Trump quotes Putin condemning U.S. democracy, praises Orban
Durham, N.H. — Republican poll leader Donald Trump approvingly quoted autocrats Vladimir Putin of Russia and Viktor Orban of Hungary, part of an ongoing effort to deflect from his criminal prosecutions and spin alarms about eroding democracy against President Joe Biden.
His speech at a presidential campaign rally here on Saturday also reprised dehumanizing language targeting immigrants that historians have likened to past authoritarians, including a reference that some civil rights advocates and experts in extremism have compared to Adolf Hitler’s fixation on blood purity.
And he used the term “hostages” to describe people charged with violent crimes in the Jan. 6, 2021, attack at the U.S. Capitol.
The comments came as experts, historians and political opponents have voiced growing alarm about Trump’s rhetoric, ideas and emerging plans for a second term, pointing to parallels to past and present authoritarian leaders.

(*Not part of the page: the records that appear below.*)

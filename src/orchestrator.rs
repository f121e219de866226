// src/orchestrator.rs

use anyhow::Result;
use log::{debug, info, warn};
use parking_lot::Mutex;
use serde::Serialize;
use std::path::PathBuf;
use std::sync::Arc;
use std::time::Duration;

use crate::config::RerankerConfig;
use crate::embedding::relevance_priors;
use crate::feedback_log::{ChunkFeedback, FeedbackLog};
use crate::judge::{QualityJudge, QualityStats};
use crate::models::{Chunk, ChunkId, QualityEvaluation, RatingRow, TriggerDecision};
use crate::registry::{ModelInfo, ModelRegistry};
use crate::reinforcement::{
    BanditReranker, BanditStats, RankedChunk, RewardUpdate, SelectionType, save_snapshot,
};
use crate::scheduler::{RetrainTrigger, WakeSource};
use crate::telemetry::{TelemetryEvent, TelemetrySink};

/// Result of one ranking request.
#[derive(Debug, Clone, Serialize)]
pub struct RankingResponse {
    pub results: Vec<RankedChunk>,
    pub evaluation: QualityEvaluation,
    /// Model version whose priors were used for this request.
    pub model_version: u64,
}

#[derive(Debug, Clone, Serialize)]
pub struct SystemStats {
    pub bandit: BanditStats,
    pub judge: QualityStats,
    pub model: ModelInfo,
}

/// Request-path glue: embedding priors, bandit reranking, quality judging and
/// the retraining wake-up, plus rating intake.
pub struct RankingOrchestrator {
    bandit: Mutex<BanditReranker>,
    judge: Arc<QualityJudge>,
    registry: Arc<ModelRegistry>,
    log: Arc<dyn FeedbackLog>,
    telemetry: Arc<dyn TelemetrySink>,
    trigger: Option<RetrainTrigger>,
    embed_timeout: Duration,
    default_top_k: usize,
    snapshot_path: PathBuf,
}

impl RankingOrchestrator {
    pub fn new(
        bandit: BanditReranker,
        judge: Arc<QualityJudge>,
        registry: Arc<ModelRegistry>,
        log: Arc<dyn FeedbackLog>,
        telemetry: Arc<dyn TelemetrySink>,
        config: &RerankerConfig,
    ) -> Self {
        Self {
            bandit: Mutex::new(bandit),
            judge,
            registry,
            log,
            telemetry,
            trigger: None,
            embed_timeout: config.embed_timeout,
            default_top_k: config.default_top_k,
            snapshot_path: config.snapshot_path.clone(),
        }
    }

    /// Wires judge `immediate` decisions to the retraining scheduler.
    pub fn with_trigger(mut self, trigger: RetrainTrigger) -> Self {
        self.trigger = Some(trigger);
        self
    }

    /// Ranks `candidates` for `query` and judges the result.
    ///
    /// Embedding and oracle failures degrade to fallback values; this never fails.
    pub async fn rank(
        &self,
        query: &str,
        mut candidates: Vec<Chunk>,
        k: Option<usize>,
    ) -> RankingResponse {
        let k = k.unwrap_or(self.default_top_k);
        let model = self.registry.active();

        if !candidates.is_empty() {
            match relevance_priors(model.model.as_ref(), query, &candidates, self.embed_timeout).await
            {
                Ok(priors) => {
                    for (chunk, prior) in candidates.iter_mut().zip(priors) {
                        chunk.relevance_score = Some(prior);
                    }
                }
                Err(e) => warn!(
                    "Embedding priors unavailable for {:?} ({}), using supplied scores",
                    query, e
                ),
            }
        }

        let candidate_count = candidates.len();
        let (results, epsilon) = {
            let mut bandit = self.bandit.lock();
            let ranked = bandit.select_and_rank(candidates, query, k);
            (ranked, bandit.epsilon())
        };

        let explored = results
            .iter()
            .filter(|r| r.selection == SelectionType::Explore)
            .count();
        self.telemetry.emit(&TelemetryEvent::ChunksRanked {
            candidates: candidate_count,
            returned: results.len(),
            explored,
            exploited: results.len() - explored,
            epsilon,
        });

        let top_chunks: Vec<Chunk> = results.iter().map(|r| r.chunk.clone()).collect();
        let evaluation = self.judge.evaluate(query, &top_chunks).await;
        self.act_on_trigger(query, &evaluation);

        RankingResponse {
            results,
            evaluation,
            model_version: model.version,
        }
    }

    fn act_on_trigger(&self, query: &str, evaluation: &QualityEvaluation) {
        match evaluation.trigger {
            TriggerDecision::Immediate => match &self.trigger {
                Some(trigger) => {
                    info!(
                        "Quality {:.2} for {:?} requires immediate retraining",
                        evaluation.mean_score, query
                    );
                    trigger.request(WakeSource::Judge);
                }
                None => warn!("Immediate retraining requested but no scheduler is attached"),
            },
            TriggerDecision::Scheduled => info!(
                "Quality declining (latest {:.2}), retraining left to the regular schedule",
                evaluation.mean_score
            ),
            TriggerDecision::Monitor => debug!(
                "Quality {:.2} for {:?} below threshold, monitoring",
                evaluation.mean_score, query
            ),
            TriggerDecision::None => {}
        }
    }

    /// Applies a 1-5 star rating. Invalid ratings are rejected before any
    /// state changes; a failed durable-log write is only logged.
    pub async fn record_feedback(
        &self,
        chunk: &Chunk,
        query: &str,
        rating: u8,
        session_id: Option<String>,
    ) -> Result<RewardUpdate> {
        let (update, stats) = {
            let mut bandit = self.bandit.lock();
            let update = bandit.update_reward(chunk, query, rating, chunk.relevance_score)?;
            (update, bandit.performance_stats())
        };

        let row = RatingRow::new(query, chunk, rating, session_id);
        if let Err(e) = self.log.append_rating(&row).await {
            warn!("Could not save rating for {}: {:#}", row.chunk_id, e);
        }

        self.telemetry.emit(&TelemetryEvent::RatingRecorded {
            chunk_id: row.chunk_id.to_string(),
            rating,
            reward: update.reward,
            bandit_score: update.updated_score,
        });
        self.telemetry.emit(&TelemetryEvent::BanditSnapshot {
            total_interactions: stats.total_interactions,
            chunks_learned: stats.chunks_learned,
            queries_learned: stats.queries_learned,
            avg_recent_reward: stats.avg_recent_reward,
            epsilon: stats.current_epsilon,
        });
        Ok(update)
    }

    pub fn bandit_stats(&self) -> BanditStats {
        self.bandit.lock().performance_stats()
    }

    pub fn model_info(&self) -> ModelInfo {
        self.registry.info()
    }

    pub async fn stats(&self) -> SystemStats {
        SystemStats {
            bandit: self.bandit_stats(),
            judge: self.judge.quality_stats().await,
            model: self.model_info(),
        }
    }

    pub async fn chunk_feedback(&self, chunk_id: &ChunkId) -> Result<ChunkFeedback> {
        self.log.chunk_feedback(chunk_id).await
    }

    /// Persists a consistent snapshot of the bandit. The file write happens
    /// outside the bandit lock.
    pub fn save_bandit_state(&self) -> Result<()> {
        let snapshot = self.bandit.lock().snapshot();
        save_snapshot(&self.snapshot_path, &snapshot)
    }
}
// src/scheduler/mod.rs

pub mod fine_tune;
mod retraining;

pub use fine_tune::{FineTuneOutcome, FineTuner, TrainingExample};
pub use retraining::{
    CycleOutcome, RetrainTrigger, RetrainingScheduler, SchedulerHandle, SchedulerState,
    WakeSource,
};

Trump quoted Putin, the dictatorial Russia president who invaded neighboring Ukraine, criticizing the criminal charges against Trump, who is accused in four separate cases of falsifying business records in a hush money scheme, mishandling classified documents, and trying to overturn the 2020 election results. In the quotation, Putin agreed with Trump’s own attempts to portray the prosecutions as politically motivated.
“It shows the rottenness of the American political system, which cannot pretend to teach others about democracy,” Trump quoted Putin saying in the speech. Trump added: “They’re all laughing at us.”

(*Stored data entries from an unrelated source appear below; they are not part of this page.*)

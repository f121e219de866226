// src/remote.rs
//
// HTTP clients for the model-serving process that hosts the embedding
// models and runs fine-tuning jobs.

use anyhow::{Result, anyhow};
use async_trait::async_trait;
use log::debug;
use reqwest::Client;
use serde::{Deserialize, Serialize};
use std::path::Path;
use std::sync::Arc;
use std::time::Duration;
use url::Url;

use crate::config::ModelServiceConfig;
use crate::embedding::{EMBEDDING_SERVICE, EmbeddingModel};
use crate::errors::ExternalError;
use crate::scheduler::fine_tune::{FINE_TUNE_SERVICE, FineTuneOutcome, FineTuner, TrainingExample};

#[derive(Serialize)]
struct EmbedRequest<'a> {
    model: &'a str,
    texts: &'a [String],
}

#[derive(Deserialize)]
struct EmbedResponse {
    embeddings: Vec<Vec<f32>>,
}

#[derive(Serialize)]
struct FineTuneRequest<'a> {
    base_model: &'a str,
    output_path: String,
    train: &'a [TrainingExample],
    eval: &'a [TrainingExample],
}

#[derive(Deserialize)]
struct FineTuneResponse {
    model_id: String,
    eval_score: f64,
}

fn parse_base_url(raw: &str) -> Result<Url> {
    Url::parse(raw).map_err(|e| anyhow!("Invalid model service URL {}: {}", raw, e))
}

/// `timeout` is the client's own request timeout, if it sets one.
fn request_error(service: &'static str, timeout: Option<Duration>, e: reqwest::Error) -> ExternalError {
    if let (true, Some(timeout)) = (e.is_timeout(), timeout) {
        ExternalError::Timeout { service, timeout }
    } else if e.is_timeout() {
        ExternalError::failed(service, format!("request timed out: {}", e))
    } else if e.is_connect() {
        ExternalError::unavailable(service, e)
    } else {
        ExternalError::failed(service, e)
    }
}

/// An embedding model served over HTTP, addressed by model id.
pub struct HttpEmbeddingModel {
    http_client: Client,
    base_url: Url,
    model_id: String,
    request_timeout: Duration,
}

impl HttpEmbeddingModel {
    pub fn new(config: &ModelServiceConfig, model_id: impl Into<String>) -> Result<Self> {
        let http_client = Client::builder().timeout(config.request_timeout).build()?;
        Ok(Self {
            http_client,
            base_url: parse_base_url(&config.base_url)?,
            model_id: model_id.into(),
            request_timeout: config.request_timeout,
        })
    }
}

#[async_trait]
impl EmbeddingModel for HttpEmbeddingModel {
    fn model_id(&self) -> &str {
        &self.model_id
    }

    async fn embed(&self, texts: &[String]) -> Result<Vec<Vec<f32>>, ExternalError> {
        let url = self
            .base_url
            .join("/embed")
            .map_err(|e| ExternalError::failed(EMBEDDING_SERVICE, e))?;
        let response = self
            .http_client
            .post(url)
            .json(&EmbedRequest {
                model: &self.model_id,
                texts,
            })
            .send()
            .await
            .map_err(|e| request_error(EMBEDDING_SERVICE, Some(self.request_timeout), e))?;

        if !response.status().is_success() {
            return Err(ExternalError::failed(
                EMBEDDING_SERVICE,
                format!("HTTP {}", response.status()),
            ));
        }
        let body: EmbedResponse = response
            .json()
            .await
            .map_err(|e| ExternalError::malformed(EMBEDDING_SERVICE, e))?;
        if body.embeddings.len() != texts.len() {
            return Err(ExternalError::malformed(
                EMBEDDING_SERVICE,
                format!("expected {} vectors, got {}", texts.len(), body.embeddings.len()),
            ));
        }
        Ok(body.embeddings)
    }
}

/// Submits fine-tuning jobs to the model service. The scheduler bounds each
/// job with its own timeout, so the client itself sets none.
pub struct HttpFineTuner {
    http_client: Client,
    base_url: Url,
    config: ModelServiceConfig,
}

impl HttpFineTuner {
    pub fn new(config: &ModelServiceConfig) -> Result<Self> {
        Ok(Self {
            http_client: Client::builder().build()?,
            base_url: parse_base_url(&config.base_url)?,
            config: config.clone(),
        })
    }
}

#[async_trait]
impl FineTuner for HttpFineTuner {
    async fn fine_tune(
        &self,
        base: Arc<dyn EmbeddingModel>,
        train: &[TrainingExample],
        eval: &[TrainingExample],
        output_path: &Path,
    ) -> Result<FineTuneOutcome, ExternalError> {
        let url = self
            .base_url
            .join("/fine-tune")
            .map_err(|e| ExternalError::failed(FINE_TUNE_SERVICE, e))?;
        debug!(
            "Submitting fine-tuning job on {} ({} train, {} eval)",
            base.model_id(),
            train.len(),
            eval.len()
        );

        let response = self
            .http_client
            .post(url)
            .json(&FineTuneRequest {
                base_model: base.model_id(),
                output_path: output_path.display().to_string(),
                train,
                eval,
            })
            .send()
            .await
            .map_err(|e| request_error(FINE_TUNE_SERVICE, None, e))?;

        if !response.status().is_success() {
            let status = response.status();
            let detail = response.text().await.unwrap_or_default();
            return Err(ExternalError::failed(
                FINE_TUNE_SERVICE,
                format!("HTTP {}: {}", status, detail),
            ));
        }
        let body: FineTuneResponse = response
            .json()
            .await
            .map_err(|e| ExternalError::malformed(FINE_TUNE_SERVICE, e))?;

        let model = HttpEmbeddingModel::new(&self.config, body.model_id)
            .map_err(|e| ExternalError::failed(FINE_TUNE_SERVICE, e))?;
        Ok(FineTuneOutcome {
            model: Arc::new(model),
            eval_score: body.eval_score,
        })
    }
}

He went on to align himself with Orban, the Hungarian prime minister who has amassed functionally autocratic power through controlling the media and changing the country’s constitution. Orban has presented his leadership as a model of an “illiberal” state and has opposed immigration for leading to “mixed race” Europeans. Democratic world leaders have sought to isolate Orban for eroding civil liberties and bolstering ties with Putin.
But Trump called him “highly respected” and welcomed his praise as “the man who can save the Western world.”